DAWKINS LOST FOR WORDS!

 

It happened during Radio 4's 'Today' programme. In a debate with Rev Giles Fraser on the figures produced by Prof Dawkins’s think tank, the Richard Dawkins Foundation for Reason and Science. (A typical Dawkins touch: not just any old Foundation for Reason and Science but the Richard Dawkins Foundation for Reason and Science.)

 

If you were trying to come up with a definition of misplaced intellectual arrogance, you could not do better than having the planet’s most famous atheist issuing diktats on who does and doesn’t count as a proper Christian. Prof Dawkins then announced, triumphantly, that an “astonishing number [of Christians] couldn’t identify the first book in the New Testament”.

 

The transcript of the next minute or so only hints at how cringingly, embarrassingly bad it was for Dawkins.

Fraser: Richard, if I said to you what is the full title of The Origin Of Species, I’m sure you could tell me that.

Dawkins: Yes I could.

Fraser: Go on then.

Dawkins: On the Origin of Species…Uh…With, oh, God, On the Origin of Species. There is a sub-title with respect to the preservation of favoured races in the struggle for life.

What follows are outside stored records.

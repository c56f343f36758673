//! Smartling REST API client for locsync.
//!
//! - [`SmartlingClient`]: token lifecycle, envelope decoding, one method per endpoint
//! - [`TranslationsArchive`]: the downloaded ZIP of translated files
//! - [`ClientError`]: transport, invalid-response, and failed-response errors
//!
//! Every JSON response is wrapped as `{"response": {"code", "data"?, "errors"?}}`.
//! A non-2xx status with a valid error envelope is a
//! [`ClientError::FailedResponse`] carrying the vendor code; anything that does
//! not match the expected shape is a [`ClientError::InvalidResponse`].

mod archive;
mod client;
mod envelope;
mod error;
mod token;
pub mod types;
mod urls;

pub use archive::{ArchiveFile, TranslationsArchive};
pub use client::SmartlingClient;
pub use error::{ApiErrorDetail, ClientError};
pub use types::{
    CallbackMethod, CreateJobParams, JobDetails, JobList, JobListItem, ProjectDetails,
    TargetLocale,
};
pub use urls::{job_dashboard_url, visual_context_filename};
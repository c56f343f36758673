//! Optional strategies the host can plug in.

use std::sync::Arc;

use async_trait::async_trait;
use locsync_common::AppResult;
use locsync_db::entities::job;

use super::catalog::{SourceDescription, TranslationTarget};

/// Builds the description sent with a new vendor job.
pub trait JobDescriber: Send + Sync {
    /// Return the description to use; `default` is what would be used otherwise.
    fn describe(
        &self,
        default: &str,
        source: &SourceDescription,
        translations: &[TranslationTarget],
    ) -> String;
}

/// Outcome of asking for a job's visual context.
#[derive(Debug, Clone, PartialEq, Eq)]
pub enum VisualContext {
    /// Rendered page to upload.
    Provided { url: String, html: Vec<u8> },
    /// The provider has nothing for this job, with a reason for the log.
    Declined(String),
}

/// Renders the source page of a job so translators can see it in place.
#[async_trait]
pub trait VisualContextProvider: Send + Sync {
    async fn visual_context(&self, job: &job::Model) -> AppResult<VisualContext>;
}

pub type JobDescriberService = Arc<dyn JobDescriber>;
pub type VisualContextService = Arc<dyn VisualContextProvider>;
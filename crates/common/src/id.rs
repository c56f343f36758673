//! ID generation utilities.

use ulid::Ulid;

/// ID generator for entities.
#[derive(Debug, Clone, Default)]
pub struct IdGenerator {
    _private: (),
}

impl IdGenerator {
    /// Create a new ID generator.
    #[must_use]
    pub const fn new() -> Self {
        Self { _private: () }
    }

    /// Generate a new ULID-based ID.
    ///
    /// Lowercased so that IDs can be embedded in vendor file URIs as-is.
    #[must_use]
    pub fn generate(&self) -> String {
        Ulid::new().to_string().to_lowercase()
    }
}
//! Create the translation job tables.

use sea_orm_migration::prelude::*;

#[derive(DeriveMigrationName)]
pub struct Migration;

#[async_trait::async_trait]
impl MigrationTrait for Migration {
    async fn up(&self, manager: &SchemaManager) -> Result<(), DbErr> {
        manager
            .create_table(
                Table::create()
                    .table(Job::Table)
                    .if_not_exists()
                    .col(ColumnDef::new(Job::Id).string().not_null().primary_key())
                    .col(ColumnDef::new(Job::ProjectId).string().not_null())
                    .col(ColumnDef::new(Job::SourceContentType).string().not_null())
                    .col(ColumnDef::new(Job::SourceObjectId).string().not_null())
                    .col(ColumnDef::new(Job::UserId).string().null())
                    .col(ColumnDef::new(Job::Name).string_len(170).not_null())
                    .col(ColumnDef::new(Job::Description).text().not_null())
                    .col(
                        ColumnDef::new(Job::ReferenceNumber)
                            .string()
                            .not_null()
                            .default(""),
                    )
                    .col(
                        ColumnDef::new(Job::DueDate)
                            .timestamp_with_time_zone()
                            .null(),
                    )
                    .col(
                        ColumnDef::new(Job::TranslationJobUid)
                            .string()
                            .not_null()
                            .default(""),
                    )
                    .col(
                        ColumnDef::new(Job::Status)
                            .string_len(32)
                            .not_null()
                            .default("UNSYNCED"),
                    )
                    .col(
                        ColumnDef::new(Job::FirstSyncedAt)
                            .timestamp_with_time_zone()
                            .null(),
                    )
                    .col(
                        ColumnDef::new(Job::LastSyncedAt)
                            .timestamp_with_time_zone()
                            .null(),
                    )
                    .col(ColumnDef::new(Job::FileUri).string().not_null().default(""))
                    .col(
                        ColumnDef::new(Job::ContentHash)
                            .string_len(64)
                            .not_null()
                            .default(""),
                    )
                    .col(
                        ColumnDef::new(Job::TranslationsImportedAt)
                            .timestamp_with_time_zone()
                            .null(),
                    )
                    .col(
                        ColumnDef::new(Job::CreatedAt)
                            .timestamp_with_time_zone()
                            .not_null(),
                    )
                    .col(
                        ColumnDef::new(Job::UpdatedAt)
                            .timestamp_with_time_zone()
                            .not_null(),
                    )
                    .foreign_key(
                        ForeignKey::create()
                            .from(Job::Table, Job::ProjectId)
                            .to(Project::Table, Project::Id)
                            .on_delete(ForeignKeyAction::Cascade),
                    )
                    .to_owned(),
            )
            .await?;

        // Ties "has talked to the vendor" to the sync timestamps and UID.
        manager
            .get_connection()
            .execute_unprepared(
                r"
                ALTER TABLE job ADD CONSTRAINT job_status_sync_state_check CHECK (
                    (status = 'UNSYNCED'
                        AND first_synced_at IS NULL
                        AND last_synced_at IS NULL
                        AND translation_job_uid = '')
                    OR (status <> 'UNSYNCED'
                        AND first_synced_at IS NOT NULL
                        AND last_synced_at IS NOT NULL
                        AND translation_job_uid <> '')
                );
                ",
            )
            .await?;

        manager
            .create_index(
                Index::create()
                    .name("idx_job_source_hash_status")
                    .table(Job::Table)
                    .col(Job::SourceContentType)
                    .col(Job::SourceObjectId)
                    .col(Job::ContentHash)
                    .col(Job::Status)
                    .to_owned(),
            )
            .await?;

        manager
            .create_index(
                Index::create()
                    .name("idx_job_status")
                    .table(Job::Table)
                    .col(Job::Status)
                    .to_owned(),
            )
            .await?;

        manager
            .create_table(
                Table::create()
                    .table(JobTranslation::Table)
                    .if_not_exists()
                    .col(
                        ColumnDef::new(JobTranslation::Id)
                            .string()
                            .not_null()
                            .primary_key(),
                    )
                    .col(ColumnDef::new(JobTranslation::JobId).string().not_null())
                    .col(
                        ColumnDef::new(JobTranslation::TranslationId)
                            .string()
                            .not_null(),
                    )
                    .col(ColumnDef::new(JobTranslation::Locale).string().not_null())
                    .col(
                        ColumnDef::new(JobTranslation::ImportedAt)
                            .timestamp_with_time_zone()
                            .null(),
                    )
                    .col(
                        ColumnDef::new(JobTranslation::CreatedAt)
                            .timestamp_with_time_zone()
                            .not_null(),
                    )
                    .foreign_key(
                        ForeignKey::create()
                            .from(JobTranslation::Table, JobTranslation::JobId)
                            .to(Job::Table, Job::Id)
                            .on_delete(ForeignKeyAction::Cascade),
                    )
                    .to_owned(),
            )
            .await?;

        manager
            .create_index(
                Index::create()
                    .name("idx_job_translation_job_translation")
                    .table(JobTranslation::Table)
                    .col(JobTranslation::JobId)
                    .col(JobTranslation::TranslationId)
                    .unique()
                    .to_owned(),
            )
            .await?;

        Ok(())
    }

    async fn down(&self, manager: &SchemaManager) -> Result<(), DbErr> {
        manager
            .drop_table(Table::drop().table(JobTranslation::Table).to_owned())
            .await?;
        manager
            .drop_table(Table::drop().table(Job::Table).to_owned())
            .await?;

        Ok(())
    }
}

#[derive(DeriveIden)]
enum Job {
    Table,
    Id,
    ProjectId,
    SourceContentType,
    SourceObjectId,
    UserId,
    Name,
    Description,
    ReferenceNumber,
    DueDate,
    TranslationJobUid,
    Status,
    FirstSyncedAt,
    LastSyncedAt,
    FileUri,
    ContentHash,
    TranslationsImportedAt,
    CreatedAt,
    UpdatedAt,
}

#[derive(DeriveIden)]
enum JobTranslation {
    Table,
    Id,
    JobId,
    TranslationId,
    Locale,
    ImportedAt,
    CreatedAt,
}

#[derive(DeriveIden)]
enum Project {
    Table,
    Id,
}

It was a golden minute of radio.

 

I'm not exactly religious but, having been lucky enough to hear this, I have to say that I thoroughly enjoyed hearing that arrogant sod squirm so helplessly! laugh.png

 

 

Edited to add that the title of Dawkins' personal bible is: On the Origin of Species by Means of Natural Selection, or the Preservation of Favoured Races in the Struggle for Life.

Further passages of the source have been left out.